▶ ASSIGNMENT
Below are the records; copy exactly the stretch from the line containing "Show version information" through the line containing "use std::sync::Arc;", both ends included, and nothing else.
== SOURCE MATERIAL ==
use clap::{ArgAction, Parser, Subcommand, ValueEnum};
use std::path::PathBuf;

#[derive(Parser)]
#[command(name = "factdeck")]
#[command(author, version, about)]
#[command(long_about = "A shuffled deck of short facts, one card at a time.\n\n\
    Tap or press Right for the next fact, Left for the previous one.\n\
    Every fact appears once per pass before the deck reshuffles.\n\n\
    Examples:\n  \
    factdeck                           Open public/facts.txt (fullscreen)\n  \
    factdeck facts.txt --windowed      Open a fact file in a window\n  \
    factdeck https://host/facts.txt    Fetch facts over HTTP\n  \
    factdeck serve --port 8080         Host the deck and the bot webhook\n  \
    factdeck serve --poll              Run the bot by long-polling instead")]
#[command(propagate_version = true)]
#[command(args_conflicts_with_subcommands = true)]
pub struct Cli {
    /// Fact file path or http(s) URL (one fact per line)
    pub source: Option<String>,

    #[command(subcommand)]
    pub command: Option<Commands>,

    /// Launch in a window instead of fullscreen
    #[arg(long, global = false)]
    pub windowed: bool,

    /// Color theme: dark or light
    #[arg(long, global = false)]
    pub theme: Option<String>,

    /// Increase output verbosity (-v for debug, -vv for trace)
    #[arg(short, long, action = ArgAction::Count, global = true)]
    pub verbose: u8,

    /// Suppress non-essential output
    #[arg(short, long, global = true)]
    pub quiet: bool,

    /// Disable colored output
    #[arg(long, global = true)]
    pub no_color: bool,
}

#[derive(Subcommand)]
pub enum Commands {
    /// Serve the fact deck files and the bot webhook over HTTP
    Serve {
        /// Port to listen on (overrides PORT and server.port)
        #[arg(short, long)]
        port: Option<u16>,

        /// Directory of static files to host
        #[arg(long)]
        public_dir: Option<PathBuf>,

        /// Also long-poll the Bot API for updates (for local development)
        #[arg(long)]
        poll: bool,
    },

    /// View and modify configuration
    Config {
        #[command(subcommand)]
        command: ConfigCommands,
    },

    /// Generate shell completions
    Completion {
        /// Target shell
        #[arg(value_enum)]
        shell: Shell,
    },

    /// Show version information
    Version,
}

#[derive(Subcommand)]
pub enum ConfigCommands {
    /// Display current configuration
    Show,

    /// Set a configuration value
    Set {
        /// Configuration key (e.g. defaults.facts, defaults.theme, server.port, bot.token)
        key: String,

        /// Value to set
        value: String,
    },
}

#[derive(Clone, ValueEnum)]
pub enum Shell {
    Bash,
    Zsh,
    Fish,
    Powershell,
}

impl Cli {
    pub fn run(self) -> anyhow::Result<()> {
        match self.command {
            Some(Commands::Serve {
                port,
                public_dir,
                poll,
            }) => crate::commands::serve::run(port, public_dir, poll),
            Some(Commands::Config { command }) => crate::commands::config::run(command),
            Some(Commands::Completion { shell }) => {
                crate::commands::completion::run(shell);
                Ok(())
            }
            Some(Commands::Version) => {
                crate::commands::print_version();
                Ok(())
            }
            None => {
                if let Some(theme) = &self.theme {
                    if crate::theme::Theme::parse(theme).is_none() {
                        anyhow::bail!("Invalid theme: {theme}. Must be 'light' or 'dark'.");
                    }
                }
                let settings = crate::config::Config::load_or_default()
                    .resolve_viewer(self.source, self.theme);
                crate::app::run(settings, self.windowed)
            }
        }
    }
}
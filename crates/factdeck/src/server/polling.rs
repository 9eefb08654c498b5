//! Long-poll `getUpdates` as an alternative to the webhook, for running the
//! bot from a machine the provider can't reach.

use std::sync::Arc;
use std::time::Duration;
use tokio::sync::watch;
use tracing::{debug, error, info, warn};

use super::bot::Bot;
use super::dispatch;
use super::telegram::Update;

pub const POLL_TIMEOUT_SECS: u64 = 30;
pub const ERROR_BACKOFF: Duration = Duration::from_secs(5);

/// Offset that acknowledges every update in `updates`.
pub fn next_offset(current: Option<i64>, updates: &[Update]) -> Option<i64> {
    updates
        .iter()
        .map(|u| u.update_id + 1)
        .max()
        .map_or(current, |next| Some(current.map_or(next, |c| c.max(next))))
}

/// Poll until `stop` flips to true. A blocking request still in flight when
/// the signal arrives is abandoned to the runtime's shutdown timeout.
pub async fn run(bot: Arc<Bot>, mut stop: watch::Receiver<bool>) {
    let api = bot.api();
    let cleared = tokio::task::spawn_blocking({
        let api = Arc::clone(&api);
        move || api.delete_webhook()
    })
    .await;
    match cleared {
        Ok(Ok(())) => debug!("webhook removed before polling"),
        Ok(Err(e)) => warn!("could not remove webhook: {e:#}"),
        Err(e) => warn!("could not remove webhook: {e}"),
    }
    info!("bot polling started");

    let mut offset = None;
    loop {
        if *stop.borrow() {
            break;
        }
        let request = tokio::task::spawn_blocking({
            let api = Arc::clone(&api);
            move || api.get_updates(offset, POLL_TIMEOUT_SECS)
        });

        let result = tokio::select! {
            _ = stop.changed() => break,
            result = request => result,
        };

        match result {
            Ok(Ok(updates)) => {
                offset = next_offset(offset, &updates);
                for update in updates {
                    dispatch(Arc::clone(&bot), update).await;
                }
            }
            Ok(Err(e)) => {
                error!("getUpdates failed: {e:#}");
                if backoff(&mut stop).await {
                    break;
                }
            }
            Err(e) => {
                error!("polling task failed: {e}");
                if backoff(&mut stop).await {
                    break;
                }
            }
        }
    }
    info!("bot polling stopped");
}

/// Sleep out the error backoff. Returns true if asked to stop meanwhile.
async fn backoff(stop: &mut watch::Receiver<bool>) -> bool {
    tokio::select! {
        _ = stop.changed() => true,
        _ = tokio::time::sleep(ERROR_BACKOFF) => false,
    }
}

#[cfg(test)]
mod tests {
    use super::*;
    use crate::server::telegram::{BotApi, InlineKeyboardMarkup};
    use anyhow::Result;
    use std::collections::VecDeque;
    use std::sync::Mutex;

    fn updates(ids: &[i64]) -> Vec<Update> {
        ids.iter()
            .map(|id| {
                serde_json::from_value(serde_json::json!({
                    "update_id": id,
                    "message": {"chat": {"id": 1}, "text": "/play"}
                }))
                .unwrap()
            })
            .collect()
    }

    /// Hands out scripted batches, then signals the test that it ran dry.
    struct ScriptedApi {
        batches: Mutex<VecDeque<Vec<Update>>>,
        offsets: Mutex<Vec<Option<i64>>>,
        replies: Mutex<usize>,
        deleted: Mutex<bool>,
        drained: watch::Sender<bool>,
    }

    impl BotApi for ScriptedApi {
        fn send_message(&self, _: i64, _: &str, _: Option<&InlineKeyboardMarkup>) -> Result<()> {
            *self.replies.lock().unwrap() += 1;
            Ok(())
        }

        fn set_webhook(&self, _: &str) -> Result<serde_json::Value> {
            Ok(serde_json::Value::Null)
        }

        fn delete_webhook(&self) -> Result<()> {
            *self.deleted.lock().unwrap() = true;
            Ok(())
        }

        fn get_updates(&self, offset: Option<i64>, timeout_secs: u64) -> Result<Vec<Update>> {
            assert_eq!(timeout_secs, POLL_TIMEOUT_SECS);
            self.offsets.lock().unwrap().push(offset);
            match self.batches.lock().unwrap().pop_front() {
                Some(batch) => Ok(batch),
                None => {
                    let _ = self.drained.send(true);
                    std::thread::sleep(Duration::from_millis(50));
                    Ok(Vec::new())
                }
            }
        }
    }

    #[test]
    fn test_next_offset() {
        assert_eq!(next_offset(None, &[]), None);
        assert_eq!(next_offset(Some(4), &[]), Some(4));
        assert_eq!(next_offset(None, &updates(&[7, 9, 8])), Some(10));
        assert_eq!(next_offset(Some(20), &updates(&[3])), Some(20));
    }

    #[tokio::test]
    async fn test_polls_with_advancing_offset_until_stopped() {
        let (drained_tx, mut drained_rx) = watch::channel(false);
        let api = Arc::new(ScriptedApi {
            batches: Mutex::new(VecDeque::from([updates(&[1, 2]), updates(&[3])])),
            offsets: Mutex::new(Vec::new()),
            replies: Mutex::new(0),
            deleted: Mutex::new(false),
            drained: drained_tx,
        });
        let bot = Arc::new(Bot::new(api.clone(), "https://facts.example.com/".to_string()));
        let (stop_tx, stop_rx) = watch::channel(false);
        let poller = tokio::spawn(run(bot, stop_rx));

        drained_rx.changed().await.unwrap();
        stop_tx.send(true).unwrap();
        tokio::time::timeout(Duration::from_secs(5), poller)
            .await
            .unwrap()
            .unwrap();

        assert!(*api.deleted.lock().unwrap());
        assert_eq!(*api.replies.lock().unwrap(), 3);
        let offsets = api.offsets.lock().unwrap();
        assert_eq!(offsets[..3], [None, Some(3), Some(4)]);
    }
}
===
▶ EXERCISE ANSWER
    /// Show version information
    Version,
}

#[derive(Subcommand)]
pub enum ConfigCommands {
    /// Display current configuration
    Show,

    /// Set a configuration value
    Set {
        /// Configuration key (e.g. defaults.facts, defaults.theme, server.port, bot.token)
        key: String,

        /// Value to set
        value: String,
    },
}

#[derive(Clone, ValueEnum)]
pub enum Shell {
    Bash,
    Zsh,
    Fish,
    Powershell,
}

impl Cli {
    pub fn run(self) -> anyhow::Result<()> {
        match self.command {
            Some(Commands::Serve {
                port,
                public_dir,
                poll,
            }) => crate::commands::serve::run(port, public_dir, poll),
            Some(Commands::Config { command }) => crate::commands::config::run(command),
            Some(Commands::Completion { shell }) => {
                crate::commands::completion::run(shell);
                Ok(())
            }
            Some(Commands::Version) => {
                crate::commands::print_version();
                Ok(())
            }
            None => {
                if let Some(theme) = &self.theme {
                    if crate::theme::Theme::parse(theme).is_none() {
                        anyhow::bail!("Invalid theme: {theme}. Must be 'light' or 'dark'.");
                    }
                }
                let settings = crate::config::Config::load_or_default()
                    .resolve_viewer(self.source, self.theme);
                crate::app::run(settings, self.windowed)
            }
        }
    }
}
filename crates/factdeck/src/server/polling.rs
repository 9eefb08654c498b5
//! Long-poll `getUpdates` as an alternative to the webhook, for running the
//! bot from a machine the provider can't reach.

use std::sync::Arc;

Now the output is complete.